そして、案内された部屋へと歩を進め、奥の奥にある荘厳な部屋へと辿り着く。ここは、冷泉邸の中でも本家の人間と、一部の使用人しか入ることを許されない、特別な場所であった。すれ違う人間もほとんどいない。
一度深呼吸をして、思い切って襖を開け放つ。


「…いらっしゃい、君はこっちを選んだんだね」


どこよりも美しく、品のあるその部屋の中央に、冷泉恭真はいた。
黒と紫の着流しを緩く羽織り、のんびりと寛いでいる。沙弥の姿を認めると、少し身体を起こして来い来いと手招きをする。

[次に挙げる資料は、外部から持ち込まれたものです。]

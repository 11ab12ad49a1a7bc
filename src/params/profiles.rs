//! Built-in parameter profiles and the base ⊕ profile ⊕ overrides merge that
//! turns them into an [`EffectiveParameters`] snapshot.

use serde_json::Value;
use sha2::{Digest, Sha256};

use super::{
    EffectiveParameters, ParameterSet, ProcessTargets, ProductBands, ProductType, ProfileStyle,
    Provenance, Range, SugarCoeff, SugarCoeffs,
};
use crate::error::{EngineError, EngineResult};

pub const BASE_VERSION: &str = "base-1.0.0";
pub const DEFAULT_PROFILE_ID: &str = "mp-artisan-v2024";

const LACTOSE_SHARE_OF_MSNF: f64 = 0.545;

fn bands(ts: (f64, f64), fat: (f64, f64), sugars: (f64, f64), msnf: (f64, f64), sp: (f64, f64), pac: (f64, f64)) -> ProductBands {
    ProductBands {
        ts: Some(Range(ts.0, ts.1)),
        fat: Some(Range(fat.0, fat.1)),
        sugars: Some(Range(sugars.0, sugars.1)),
        msnf: Some(Range(msnf.0, msnf.1)),
        sp: Some(Range(sp.0, sp.1)),
        pac: Some(Range(pac.0, pac.1)),
        stabilizer: None,
        fruit_pct: None,
    }
}

fn default_sugar_table() -> SugarCoeffs {
    [
        ("sucrose", 1.00, 1.00),
        ("dextrose", 0.74, 1.90),
        ("fructose", 1.73, 1.90),
        ("invert", 1.25, 1.90),
        ("lactose", 0.16, 1.00),
        ("glucose_de60", 0.50, 1.18),
        ("honey", 1.30, 1.46),
        ("corn_syrup", 0.33, 1.90),
        ("maltodextrin", 0.20, 0.30),
    ]
    .into_iter()
    .map(|(name, sp, pac)| (name.to_string(), SugarCoeff { sp, pac }))
    .collect()
}

/// Sugar coefficients, lactose share and process temperatures shared by all
/// profiles. Carries no bands.
pub fn base_defaults() -> ParameterSet {
    ParameterSet {
        id: "base-defaults".to_string(),
        name: "Base Defaults".to_string(),
        version: "1.0.0".to_string(),
        style: ProfileStyle::Artisan,
        bands: Default::default(),
        sugar: default_sugar_table(),
        process: Some(ProcessTargets {
            entry_temp_c: Some(Range(1.0, 4.0)),
            draw_temp_c: Some(Range(-7.0, -5.0)),
            serve_temp_c: Some(Range(-13.0, -11.0)),
            store_temp_c: Some(Range(-20.0, -18.0)),
            overrun_pct: None,
        }),
        lactose_fraction: Some(LACTOSE_SHARE_OF_MSNF),
        notes: vec!["Merge base; do not edit.".to_string()],
    }
}

pub fn mp_artisan_v2024() -> ParameterSet {
    let mut set = ParameterSet {
        id: "mp-artisan-v2024".to_string(),
        name: "MP-Artisan".to_string(),
        version: "2024.08".to_string(),
        style: ProfileStyle::Artisan,
        notes: vec!["Pinned to existing recipes for reproducibility.".to_string()],
        ..Default::default()
    };
    set.bands.insert(ProductType::IceCream, bands((37.0, 46.0), (10.0, 20.0), (16.0, 22.0), (7.0, 12.0), (12.0, 22.0), (22.0, 28.0)));
    set.bands.insert(ProductType::GelatoFinished, bands((32.0, 40.0), (6.0, 12.0), (18.0, 24.0), (7.0, 12.0), (12.0, 22.0), (22.0, 28.0)));
    set.bands.insert(ProductType::Sorbet, bands((22.0, 30.0), (0.0, 0.0), (26.0, 31.0), (0.0, 0.0), (20.0, 28.0), (28.0, 33.0)));
    set.bands.insert(ProductType::GelatoWhite, bands((32.0, 37.0), (3.0, 7.0), (16.0, 19.0), (7.0, 12.0), (12.0, 22.0), (22.0, 28.0)));
    set.bands.insert(ProductType::FruitGelato, bands((32.0, 42.0), (3.0, 10.0), (22.0, 24.0), (3.0, 7.0), (18.0, 26.0), (25.0, 29.0)));
    set
}

pub fn science_v2025() -> ParameterSet {
    let with_stabilizer = |mut b: ProductBands, lo: f64, hi: f64| {
        b.stabilizer = Some(Range(lo, hi));
        b
    };

    let mut set = ParameterSet {
        id: "science-v2025".to_string(),
        name: "Science (Goff/Hartel)".to_string(),
        version: "2025.09".to_string(),
        style: ProfileStyle::Science,
        process: Some(ProcessTargets {
            overrun_pct: Some(Range(20.0, 50.0)),
            ..Default::default()
        }),
        notes: vec!["Science-backed checklist; optional.".to_string()],
        ..Default::default()
    };
    set.bands.insert(
        ProductType::IceCream,
        with_stabilizer(bands((36.0, 42.0), (10.0, 20.0), (13.0, 17.0), (7.0, 12.0), (12.0, 22.0), (22.0, 28.0)), 0.2, 0.5),
    );
    set.bands.insert(
        ProductType::GelatoWhite,
        with_stabilizer(bands((36.0, 43.0), (4.0, 8.0), (16.0, 22.0), (11.0, 12.0), (12.0, 22.0), (22.0, 28.0)), 0.3, 0.6),
    );
    set.bands.insert(
        ProductType::GelatoFinished,
        with_stabilizer(bands((37.0, 46.0), (7.0, 16.0), (18.0, 22.0), (7.0, 12.0), (12.0, 22.0), (22.0, 28.0)), 0.3, 0.6),
    );
    set.bands.insert(
        ProductType::FruitGelato,
        with_stabilizer(bands((32.0, 42.0), (3.0, 10.0), (22.0, 24.0), (3.0, 7.0), (18.0, 26.0), (25.0, 29.0)), 0.2, 0.5),
    );
    let mut sorbet = with_stabilizer(
        bands((32.0, 42.0), (0.0, 0.0), (26.0, 31.0), (0.0, 0.0), (20.0, 28.0), (28.0, 33.0)),
        0.1,
        0.4,
    );
    sorbet.fruit_pct = Some(Range(35.0, 75.0));
    set.bands.insert(ProductType::Sorbet, sorbet);
    set
}

pub fn list_profiles() -> Vec<ParameterSet> {
    vec![mp_artisan_v2024(), science_v2025()]
}

pub fn builtin_profile(profile_id: &str) -> Option<ParameterSet> {
    list_profiles().into_iter().find(|p| p.id == profile_id)
}

/// Recursively merges `overlay` into `target`. Objects merge key by key;
/// arrays and scalars replace; `null` in the overlay leaves the target as is.
fn merge_values(target: &mut Value, overlay: &Value) {
    match (target, overlay) {
        (_, Value::Null) => {}
        (Value::Object(t), Value::Object(o)) => {
            for (key, value) in o {
                if value.is_null() {
                    continue;
                }
                if let Some(existing) = t.get_mut(key) {
                    if existing.is_object() && value.is_object() {
                        merge_values(existing, value);
                        continue;
                    }
                }
                t.insert(key.clone(), value.clone());
            }
        }
        (t, o) => *t = o.clone(),
    }
}

/// SHA-256 hex digest of a JSON document, used to tag overridden snapshots.
/// Object keys serialize sorted, so equal documents hash equally.
pub fn hash_json(value: &Value) -> String {
    let mut hasher = Sha256::new();
    hasher.update(value.to_string().as_bytes());
    format!("{:x}", hasher.finalize())
}

/// Builds an effective snapshot: `base`, then `profile`, then optional user
/// `overrides` (a partial parameter-set document).
pub fn as_effective(
    base: &ParameterSet,
    profile: &ParameterSet,
    overrides: Option<&Value>,
) -> EngineResult<EffectiveParameters> {
    let mut merged = serde_json::to_value(base)?;
    merge_values(&mut merged, &serde_json::to_value(profile)?);
    if let Some(o) = overrides {
        if !o.is_object() {
            return Err(EngineError::Profile("overrides must be a JSON object".to_string()));
        }
        merge_values(&mut merged, o);
    }
    let parameters: ParameterSet = serde_json::from_value(merged)?;
    parameters.validate()?;

    Ok(EffectiveParameters {
        parameters,
        source: Provenance {
            base_version: BASE_VERSION.to_string(),
            profile_id: profile.id.clone(),
            profile_version: profile.version.clone(),
            overrides_hash: overrides.map(hash_json),
        },
    })
}

/// Resolves a built-in profile id against the base defaults.
pub fn effective_builtin(profile_id: &str, overrides: Option<&Value>) -> EngineResult<EffectiveParameters> {
    let profile = builtin_profile(profile_id)
        .ok_or_else(|| EngineError::Profile(format!("unknown profile id '{}'", profile_id)))?;
    as_effective(&base_defaults(), &profile, overrides)
}

pub fn load_profile_json(json: &str) -> EngineResult<ParameterSet> {
    let set: ParameterSet = serde_json::from_str(json)?;
    if set.id.trim().is_empty() {
        return Err(EngineError::Profile("profile id must not be empty".to_string()));
    }
    set.validate()?;
    Ok(set)
}
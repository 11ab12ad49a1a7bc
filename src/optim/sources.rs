//! Pre-flight check that a recipe (or the catalog behind it) has the kinds of
//! ingredient balancing needs: a diluent plus fat, MSNF and sugar sources.

use serde::{Deserialize, Serialize};

use crate::catalog::{IngredientCatalog, IngredientData};
use crate::params::{ProductBands, Range};
use crate::recipe::RecipeIngredient;

pub const MIN_BALANCEABLE_LINES: usize = 3;

/// Recipe thresholds are looser than catalog ones: a line already in the mix
/// only has to carry some of the component, an addition has to be a real
/// source of it.
const WATER_IN_RECIPE_PCT: f64 = 80.0;
const WATER_IN_CATALOG_PCT: f64 = 95.0;
const FAT_IN_RECIPE_PCT: f64 = 2.0;
const FAT_IN_CATALOG_PCT: f64 = 30.0;
const MSNF_IN_RECIPE_PCT: f64 = 5.0;
const MSNF_IN_CATALOG_PCT: f64 = 85.0;
const SUGAR_SOURCE_PCT: f64 = 90.0;

#[derive(Debug, Serialize, Deserialize, Clone, PartialEq, Default)]
#[serde(rename_all = "camelCase")]
pub struct SourceDiagnosis {
    pub has_water: bool,
    pub has_fat_source: bool,
    pub has_msnf_source: bool,
    pub has_sugar_source: bool,
    /// Enough lines and sources for the bands of the product type.
    pub sufficient: bool,
    #[serde(default, skip_serializing_if = "Option::is_none")]
    pub reason: Option<String>,
    #[serde(default)]
    pub suggestions: Vec<String>,
}

fn water_pct(ingredient: &IngredientData) -> f64 {
    let solids = ingredient.fat_pct + ingredient.sugars_pct + ingredient.msnf_pct + ingredient.other_solids_pct;
    (100.0 - solids).clamp(0.0, 100.0)
}

/// Band that asks for a non-zero amount of the component.
fn requires(band: Option<Range>) -> bool {
    band.map(|b| b.min() > 0.0).unwrap_or(false)
}

pub fn diagnose_sources<C: IngredientCatalog + ?Sized>(
    recipe: &[RecipeIngredient],
    catalog: &C,
    bands: Option<&ProductBands>,
) -> SourceDiagnosis {
    let in_recipe: Vec<&IngredientData> = recipe
        .iter()
        .filter_map(|line| catalog.lookup(&line.ingredient_id))
        .collect();
    let available = catalog.ingredients();

    let found = |recipe_test: &dyn Fn(&IngredientData) -> bool, catalog_test: &dyn Fn(&IngredientData) -> bool| {
        in_recipe.iter().any(|i| recipe_test(i)) || available.iter().any(|i| catalog_test(i))
    };

    let has_water = found(&|i| water_pct(i) >= WATER_IN_RECIPE_PCT, &|i| water_pct(i) >= WATER_IN_CATALOG_PCT);
    let has_fat_source = found(&|i| i.fat_pct >= FAT_IN_RECIPE_PCT, &|i| i.fat_pct >= FAT_IN_CATALOG_PCT);
    let has_msnf_source = found(&|i| i.msnf_pct >= MSNF_IN_RECIPE_PCT, &|i| i.msnf_pct >= MSNF_IN_CATALOG_PCT);
    let has_sugar_source = found(&|i| i.sugars_pct >= SUGAR_SOURCE_PCT, &|i| i.sugars_pct >= SUGAR_SOURCE_PCT);

    let needs_fat = requires(bands.and_then(|b| b.fat));
    let needs_msnf = requires(bands.and_then(|b| b.msnf));
    let lines = recipe.len();

    let mut suggestions = Vec::new();
    if !has_water {
        suggestions.push("Add water as a diluent".to_string());
    }
    if !has_fat_source && needs_fat {
        suggestions.push("Add a high-fat ingredient such as cream 35% or butter".to_string());
    }
    if !has_msnf_source && needs_msnf {
        suggestions.push("Add skim milk powder to raise MSNF without fat".to_string());
    }
    if !has_sugar_source {
        suggestions.push("Add sucrose or dextrose for sweetness and freezing point control".to_string());
    }
    if lines < MIN_BALANCEABLE_LINES {
        suggestions.push(format!(
            "Add more ingredients (current: {}, minimum: {})",
            lines, MIN_BALANCEABLE_LINES
        ));
    }

    let reason = if lines < MIN_BALANCEABLE_LINES {
        Some(format!("Recipe too simple: balancing needs at least {} ingredients", MIN_BALANCEABLE_LINES))
    } else if !has_water {
        Some("Missing water or another diluent: concentrations cannot be lowered".to_string())
    } else if !has_fat_source && needs_fat {
        Some("Missing high-fat ingredient in recipe and catalog".to_string())
    } else if !has_msnf_source && needs_msnf {
        Some("Missing MSNF source in recipe and catalog".to_string())
    } else {
        None
    };

    SourceDiagnosis {
        has_water,
        has_fat_source,
        has_msnf_source,
        has_sugar_source,
        sufficient: reason.is_none(),
        reason,
        suggestions,
    }
}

それに引き寄せられるようにふらふらと近寄る沙弥を抱き寄せると、そのまま膝の上に乗せて優しく髪を梳いた。
「……いい子だね、君は、何も悪くないよ」
その言葉に、びくりと肩を震わせる。
平城を、傷つけたくはなかった。彼女の二の舞にしたくなかった。そんな一心で拒絶したが、沙弥の心にはほんの少しの罪悪感が消えないでいた。それを許す言葉に、心が凪いでいく。逃げだと分かっていても、その甘い言葉には抗おうとは思わなかった。


「沙弥ちゃん、君は何も悪くないよ」
「平城君を、傷つけたくなかったんでしょ?…偉かったね、自分から守ろうとして、頑張ったね」
「大丈夫だよ、君は正しい…これで平城君は、青空友ちゃんのようにはならないからね」


自分は正しかった。
どこまでも己を肯定し、もう大丈夫だと囁く言葉に、安堵する。大丈夫だ、自分は正しい。これで平城は、大丈夫。そう確信する。
よく頑張ったね、と、優しく髪を撫でるその腕に身体を任せ、緊張の糸が切れたのか、そのまま沙弥は眠りについてしまった。


甘い毒に犯されていく。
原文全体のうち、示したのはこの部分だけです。